Use Neuroscience to Break Bad Habits

So how do you break a bad habit? Neuroscience research provides two clues:

  • Habits are triggered by a particular cue, situation, or event.
  • Habits are persistent—once formed, they are very hard to break.
Therefore, to break the habit:

  • Learn to recognize the trigger for your bad habit.
  • Wire a new healthy or positive habit to override the bad-habit trigger.
Breaking your bad habit could be achieved by carefully paying attention to what, where, when, and why your habit is triggered. Once you recognize the trigger, the trick is to consciously and mindfully repeat your new desired behavior, action, or thought instead. Similar to forming the old habit, you must repeat this process over and over until the new habit is wired to the old trigger—eventually masking the old habit.

For example, in the first few years after having my children, my negative inner voice was automatically triggered when loading or emptying the dishwasher. I’d habitually tell myself, “Your children deserve a better mother … you can’t even empty a dishwasher without crying.” I learned to recognize that opening the dishwasher door was my ‘trigger’. I now use the opening of the dishwasher door to practice mindful and careful loading and unloading of crockery and cutlery. Over time, I replaced negative self-talk with a mindfulness practice.
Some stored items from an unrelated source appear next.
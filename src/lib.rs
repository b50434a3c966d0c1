//! A userspace POSIX asynchronous I/O core: per-descriptor work queues,
//! ordering-aware worker scheduling, cancellation, and completion
//! notification, independent of any particular async runtime's I/O driver.
//!
//! This crate schedules the *bookkeeping* (ordering, cancellation,
//! notification) on [`tokio`], but every actual `read`/`write`/`fsync` call
//! runs as a genuine blocking syscall on a dedicated OS thread via
//! [`tokio::task::spawn_blocking`] — there is no non-blocking I/O path here,
//! by design: this crate exists for callers who need real POSIX AIO
//! semantics (ordering, `aio_cancel`, signal/callback notification) rather
//! than an epoll-backed reactor.
//!
//! ```no_run
//! # async fn example() {
//! use posix_aio::{Aiocb, Notify, OpCode};
//!
//! let mut buf = vec![0u8; 4096];
//! let cb = std::sync::Arc::new(Aiocb::new(3, OpCode::Read, buf.as_mut_ptr(), buf.len(), 0, Notify::None));
//! posix_aio::aio_read(cb.clone()).await.unwrap();
//! cb.wait_until_complete();
//! assert_eq!(cb.error(), 0);
//! # }
//! ```

mod cancel;
mod cleanup;
mod config;
mod directory;
mod error;
mod fork;
mod futex;
mod handle;
mod interrupt;
mod notify;
mod queue;
mod signals;
mod worker;

pub use config::{get as config_get, install as config_install, AioConfig};
pub use error::{CancelResult, SubmitError};
pub use handle::{Aiocb, AiocbBuf, Notify, OpCode, IN_PROGRESS};

use std::sync::Arc;

/// Submits `cb` for asynchronous read (`spec.md` §4.5, operation `aio_read`).
pub async fn aio_read(cb: Arc<Aiocb>) -> Result<(), SubmitError> {
    submit(cb, OpCode::Read).await
}

/// Submits `cb` for asynchronous write (`spec.md` §4.5, operation `aio_write`).
pub async fn aio_write(cb: Arc<Aiocb>) -> Result<(), SubmitError> {
    submit(cb, OpCode::Write).await
}

/// Submits `cb` for asynchronous full sync (`spec.md` §4.5, operation
/// `aio_fsync` with `O_SYNC` semantics).
pub async fn aio_fsync(cb: Arc<Aiocb>) -> Result<(), SubmitError> {
    submit(cb, OpCode::Sync).await
}

/// Submits `cb` for asynchronous data-only sync (`spec.md` §4.5, operation
/// `aio_fsync` with `O_DSYNC` semantics).
pub async fn aio_dsync(cb: Arc<Aiocb>) -> Result<(), SubmitError> {
    submit(cb, OpCode::DSync).await
}

/// `aio_error`: current completion status of `cb` (`spec.md` §4.7).
pub fn aio_error(cb: &Aiocb) -> i32 {
    cb.error()
}

/// `aio_return`: the raw `read`/`write`/`fsync` result of `cb` (`spec.md`
/// §4.7). Only meaningful once [`aio_error`] reports other than
/// [`IN_PROGRESS`].
pub fn aio_return(cb: &Aiocb) -> i64 {
    cb.ret()
}

/// `aio_cancel`: cancels `aiocbp` specifically, or every outstanding
/// request on `fd` when `aiocbp` is `None` (`spec.md` §4.6). `Err` carries
/// the POSIX errno: `EINVAL` if `aiocbp` names a request on a different fd,
/// `EBADF` if `fd` doesn't name an open descriptor at all.
pub fn aio_cancel(fd: i32, aiocbp: Option<&Aiocb>) -> Result<CancelResult, i32> {
    cancel::aio_cancel(fd, aiocbp)
}

/// The close-path integration hook (`spec.md` §1, §4.6): drains any
/// outstanding AIO requests on `fd` before the caller recycles the
/// descriptor. A no-op when no AIO has ever been submitted anywhere in the
/// process, via the `live_queue_count` fast path the spec describes.
pub fn aio_close(fd: i32) {
    cancel::aio_close(fd)
}

/// Submission path common to all four operations (`spec.md` §4.5).
async fn submit(cb: Arc<Aiocb>, op: OpCode) -> Result<(), SubmitError> {
    fork::ensure_registered();

    cb.err_word().store(handle::IN_PROGRESS as u32, std::sync::atomic::Ordering::SeqCst);

    let fd = cb.fd;
    let queue = match directory::acquire_and(fd, true, |queue, state| {
        state.ref_count += 1;
        tracing::trace!(target: "aio::directory", fd, op = ?op, refs = state.ref_count, "request queued");
        queue.clone()
    }) {
        Ok(queue) => queue,
        Err(e) => {
            // `spec.md` §4.5 step 2: a rejected submission still stamps the
            // handle so a caller polling `aio_error`/`aio_return` sees a
            // terminal outcome instead of an eternal `IN_PROGRESS`.
            cb.ret.store(-1, std::sync::atomic::Ordering::SeqCst);
            cb.err_word().store(e.errno() as u32, std::sync::atomic::Ordering::SeqCst);
            return Err(e);
        }
    };

    worker::spawn_and_handshake(queue, cb, op).await;
    Ok(())
}
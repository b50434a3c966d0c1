//! Per-descriptor coordination object (`spec.md` §3, §4.2 "Queue").

use std::sync::Arc;

use parking_lot::{Condvar, Mutex, MutexGuard};

use crate::handle::OpCode;
use crate::worker::WorkerState;

/// Per-fd coordination object. Every field except `ref_count` (see
/// [`QueueState`]) lives behind [`Queue::mutex`]; the condvar is the
/// sequencing wake channel described in `spec.md` §4.2.
pub struct Queue {
    /// Informational key this queue was created for. `spec.md` §9 notes
    /// this does not uniquely identify an open file description across
    /// close+reopen of the same fd number; this crate makes the same
    /// simplifying assumption the original does and documents it rather
    /// than solving it (see `DESIGN.md`).
    pub fd: i32,
    mutex: Mutex<QueueState>,
    condvar: Condvar,
}

pub struct QueueState {
    /// `ref` in `spec.md` §3: incremented by submitters, decremented by
    /// the unref routine, both always under [`Queue::mutex`].
    pub ref_count: usize,
    pub seekable: bool,
    pub append: bool,
    pub init: bool,
    /// Live workers for this fd. An unordered bag rather than the
    /// original's intrusive doubly linked list — that list was never part
    /// of the wire contract (`spec.md` §3), only an implementation detail
    /// for O(1) unlink, which a `Vec` + swap-remove gives just as well at
    /// this crate's expected queue depths.
    pub workers: Vec<Arc<WorkerState>>,
}

impl Queue {
    pub(crate) fn new(fd: i32) -> Self {
        Self {
            fd,
            mutex: Mutex::new(QueueState {
                ref_count: 0,
                seekable: false,
                append: false,
                init: false,
                workers: Vec::new(),
            }),
            condvar: Condvar::new(),
        }
    }

    pub fn lock(&self) -> MutexGuard<'_, QueueState> {
        self.mutex.lock()
    }

    /// Blocks until woken by [`Queue::notify_sequencing_waiters`]. Must be
    /// called with `state` locked from `self`; re-derives its own predicate
    /// after waking, as any condvar wait must.
    pub fn wait_for_sequencing<'a>(
        &self,
        mut state: MutexGuard<'a, QueueState>,
    ) -> MutexGuard<'a, QueueState> {
        self.condvar.wait(&mut state);
        state
    }

    /// Wakes every worker parked in [`Queue::wait_for_sequencing`]
    /// (`spec.md` §4.4 step f: "broadcast the condvar").
    pub fn notify_sequencing_waiters(&self) {
        self.condvar.notify_all();
    }

    /// Lazily classifies the fd's seekability/append-mode on first worker
    /// entry (`spec.md` §4.2). Must be called with `state` locked.
    pub fn classify_if_needed(&self, state: &mut QueueState) {
        if state.init {
            return;
        }
        let seekable = unsafe { libc::lseek(self.fd, 0, libc::SEEK_CUR) } >= 0;
        let flags = unsafe { libc::fcntl(self.fd, libc::F_GETFL) };
        let append = !seekable || (flags >= 0 && flags & libc::O_APPEND != 0);
        state.seekable = seekable;
        state.append = append;
        state.init = true;
        tracing::trace!(target: "aio::queue", fd = self.fd, seekable, append, "fd classified");
    }

    /// Sequencing rule from `spec.md` §4.2: does `op` need to wait for
    /// outstanding WRITEs on this queue to drain before it may proceed?
    pub fn needs_ordering(op: OpCode, append: bool) -> bool {
        match op {
            OpCode::Read => false,
            OpCode::Write => append,
            OpCode::Sync | OpCode::DSync => true,
        }
    }

    /// Does any worker other than `me` still have a WRITE in flight?
    pub fn has_write_sibling(state: &QueueState, me: &Arc<WorkerState>) -> bool {
        state.workers.iter().any(|w| !Arc::ptr_eq(w, me) && w.op.is_write_like())
    }
}

#[cfg(test)]
mod tests {
    use super::*;

    #[test]
    fn ordering_rule_matches_spec_table() {
        assert!(!Queue::needs_ordering(OpCode::Read, false));
        assert!(!Queue::needs_ordering(OpCode::Read, true));
        assert!(!Queue::needs_ordering(OpCode::Write, false));
        assert!(Queue::needs_ordering(OpCode::Write, true));
        assert!(Queue::needs_ordering(OpCode::Sync, false));
        assert!(Queue::needs_ordering(OpCode::DSync, true));
    }
}
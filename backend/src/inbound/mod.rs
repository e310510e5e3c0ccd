//! Inbound adapters translating HTTP requests into domain calls.

pub mod http;
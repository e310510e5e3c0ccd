//! Driven ports for the authentication provider and the profile store.
//!
//! The auth provider hands out a client bound to one request's credentials.
//! That client resolves the current session and, because the profile store
//! enforces row access with the same credentials, also reads and updates the
//! caller's profile row. Nothing here is cached between requests.

use std::fmt;
use std::sync::Arc;

use async_trait::async_trait;
use zeroize::Zeroize;

use super::define_port_error;
use crate::domain::{AuthSession, UserId};

/// Bearer access token issued by the auth provider.
///
/// The token is wiped from memory on drop and never printed by `Debug`.
#[derive(Clone, PartialEq, Eq)]
pub struct AccessToken(String);

impl AccessToken {
    /// Wrap a raw token, returning `None` for blank input.
    #[must_use]
    pub fn new(raw: impl Into<String>) -> Option<Self> {
        let raw = raw.into();
        let trimmed = raw.trim();
        if trimmed.is_empty() {
            return None;
        }
        Some(Self(trimmed.to_owned()))
    }

    /// Expose the raw token for transport headers.
    #[must_use]
    pub fn expose(&self) -> &str {
        self.0.as_str()
    }
}

impl fmt::Debug for AccessToken {
    fn fmt(&self, f: &mut fmt::Formatter<'_>) -> fmt::Result {
        f.write_str("AccessToken(<redacted>)")
    }
}

impl Drop for AccessToken {
    fn drop(&mut self) {
        self.0.zeroize();
    }
}

/// Credentials carried by one inbound request.
#[derive(Debug, Clone, Default, PartialEq, Eq)]
pub struct RequestCredentials {
    access_token: Option<AccessToken>,
}

impl RequestCredentials {
    /// Credentials for a request that presented no token.
    #[must_use]
    pub fn anonymous() -> Self {
        Self::default()
    }

    /// Credentials carrying a bearer token.
    #[must_use]
    pub fn with_token(token: AccessToken) -> Self {
        Self {
            access_token: Some(token),
        }
    }

    /// Bearer token, if the request presented one.
    #[must_use]
    pub fn access_token(&self) -> Option<&AccessToken> {
        self.access_token.as_ref()
    }
}

/// Stored profile row as far as the email sync is concerned.
#[derive(Debug, Clone, PartialEq, Eq)]
pub struct ProfileRecord {
    /// Denormalised email column; may be null in the store.
    pub email: Option<String>,
}

define_port_error! {
    /// Errors surfaced while resolving the current session.
    pub enum AuthClientError {
        /// Network transport failed before a response was read.
        Transport { message: String } =>
            "auth provider transport failed: {message}",
        /// The request exceeded the client timeout.
        Timeout { message: String } =>
            "auth provider timeout: {message}",
        /// The provider answered with an unexpected non-success status.
        Rejected { message: String } =>
            "auth provider rejected request: {message}",
        /// The provider's response could not be decoded.
        Decode { message: String } =>
            "auth provider response decode failed: {message}",
    }
}

define_port_error! {
    /// Errors surfaced while reading or writing the profile store.
    pub enum ProfileStoreError {
        /// Network transport failed before a response was read.
        Transport { message: String } =>
            "profile store transport failed: {message}",
        /// The request exceeded the client timeout.
        Timeout { message: String } =>
            "profile store timeout: {message}",
        /// The store answered with an unexpected non-success status.
        Rejected { message: String } =>
            "profile store rejected request: {message}",
        /// The store's response could not be decoded.
        Decode { message: String } =>
            "profile store response decode failed: {message}",
    }
}

/// Request-scoped client for the auth provider and profile store.
#[cfg_attr(test, mockall::automock)]
#[async_trait]
pub trait AuthClient: Send + Sync {
    /// Resolve the session for the bound credentials.
    ///
    /// Returns `Ok(None)` when the request is not authenticated; errors mean
    /// the provider could not answer.
    async fn current_session(&self) -> Result<Option<AuthSession>, AuthClientError>;

    /// Read the profile row of `user_id`, or `None` when no row exists.
    async fn profile(&self, user_id: &UserId) -> Result<Option<ProfileRecord>, ProfileStoreError>;

    /// Overwrite the email column of `user_id`'s profile row.
    async fn update_profile_email(
        &self,
        user_id: &UserId,
        email: &str,
    ) -> Result<(), ProfileStoreError>;
}

/// Builds [`AuthClient`]s bound to a request's credentials.
#[cfg_attr(test, mockall::automock)]
pub trait AuthClientFactory: Send + Sync {
    /// Create a client scoped to one request.
    fn for_request(&self, credentials: RequestCredentials) -> Arc<dyn AuthClient>;
}

/// Client that never finds a session, used when no auth provider is configured.
#[derive(Debug, Default, Clone, Copy)]
pub struct AnonymousAuthClient;

#[async_trait]
impl AuthClient for AnonymousAuthClient {
    async fn current_session(&self) -> Result<Option<AuthSession>, AuthClientError> {
        Ok(None)
    }

    async fn profile(&self, _user_id: &UserId) -> Result<Option<ProfileRecord>, ProfileStoreError> {
        Ok(None)
    }

    async fn update_profile_email(
        &self,
        _user_id: &UserId,
        _email: &str,
    ) -> Result<(), ProfileStoreError> {
        Ok(())
    }
}

/// Factory handing out [`AnonymousAuthClient`]s.
#[derive(Debug, Default, Clone, Copy)]
pub struct AnonymousAuthClientFactory;

impl AuthClientFactory for AnonymousAuthClientFactory {
    fn for_request(&self, _credentials: RequestCredentials) -> Arc<dyn AuthClient> {
        Arc::new(AnonymousAuthClient)
    }
}
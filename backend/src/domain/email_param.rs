//! Email-shaped route parameter gate.
//!
//! A page keyed by an email address is only served when the path segment looks
//! like an email. The check is purely syntactic: it does not prove the address
//! belongs to a known user.

use std::sync::OnceLock;

use regex::Regex;
use serde::{Deserialize, Serialize};
use utoipa::ToSchema;

use super::Error;

/// Message returned when the segment is not email-shaped.
pub const PAGE_NOT_FOUND_MESSAGE: &str = "Page not found";

static EMAIL_SHAPE_RE: OnceLock<Regex> = OnceLock::new();

fn email_shape_regex() -> &'static Regex {
    EMAIL_SHAPE_RE.get_or_init(|| {
        // local@domain.tld with no whitespace and at least one dot after the @.
        // Whitespace follows ECMAScript `\s`: Unicode White_Space plus U+FEFF,
        // without U+0085.
        let part = r"[^@\x{FEFF}[\s--\x{85}]]+";
        let pattern = format!(r"^{part}@{part}\.{part}$");
        Regex::new(&pattern)
            .unwrap_or_else(|error| panic!("email shape regex failed to compile: {error}"))
    })
}

/// Rejection raised for segments that are not email-shaped.
#[derive(Debug, Clone, PartialEq, Eq, thiserror::Error)]
#[error("route parameter is not email-shaped")]
pub struct NotEmailShaped;

impl From<NotEmailShaped> for Error {
    fn from(_: NotEmailShaped) -> Self {
        Self::not_found(PAGE_NOT_FOUND_MESSAGE)
    }
}

/// Route parameter known to match the email shape.
///
/// The original text is kept verbatim: no trimming, case folding, or Unicode
/// normalisation.
#[derive(Debug, Clone, PartialEq, Eq)]
pub struct EmailParam(String);

impl EmailParam {
    /// Accept `raw` when it matches `^[^\s@]+@[^\s@]+\.[^\s@]+$`.
    ///
    /// # Errors
    /// Returns [`NotEmailShaped`] for any other input.
    ///
    /// # Examples
    /// ```
    /// use backend::domain::EmailParam;
    ///
    /// assert!(EmailParam::parse("misty@cerulean.gym").is_ok());
    /// assert!(EmailParam::parse("a@b").is_err());
    /// ```
    pub fn parse(raw: impl Into<String>) -> Result<Self, NotEmailShaped> {
        let raw = raw.into();
        if email_shape_regex().is_match(&raw) {
            Ok(Self(raw))
        } else {
            Err(NotEmailShaped)
        }
    }

    /// Borrow the parameter text.
    #[must_use]
    pub fn as_str(&self) -> &str {
        self.0.as_str()
    }
}

impl From<EmailParam> for String {
    fn from(value: EmailParam) -> Self {
        value.0
    }
}

/// Data handed to the email page once the parameter passes the gate.
#[derive(Debug, Clone, PartialEq, Eq, Serialize, Deserialize, ToSchema)]
pub struct EmailPage {
    /// The route parameter, unchanged.
    #[schema(example = "brock@pewter.gym")]
    pub email: String,
}

/// Gate a page load on the email shape of its route parameter.
///
/// # Errors
/// Returns a `not_found` [`Error`] with [`PAGE_NOT_FOUND_MESSAGE`] when the
/// segment is not email-shaped.
pub fn load_email_page(segment: &str) -> Result<EmailPage, Error> {
    let param = EmailParam::parse(segment)?;
    Ok(EmailPage {
        email: param.into(),
    })
}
Of course, the process of breaking bad habits is not always easy. But choosing a new habit that is enjoyable and rewarding will engage the dopaminergic neurons in your prefrontal cortex-striatal-midbrain circuit, and make the process of wiring in the new habits quicker and easier.

Also, understand that old habits never die; instead, they become masked by new habits, and you may sometimes experience a momentary relapse. If you do fall back into your old ways, don’t be too hard on yourself. Mindfully pick yourself up. Treat yourself with compassion. As Artistole once said, “We are what we repeatedly do. Excellence, then, is not an act, but a habit.”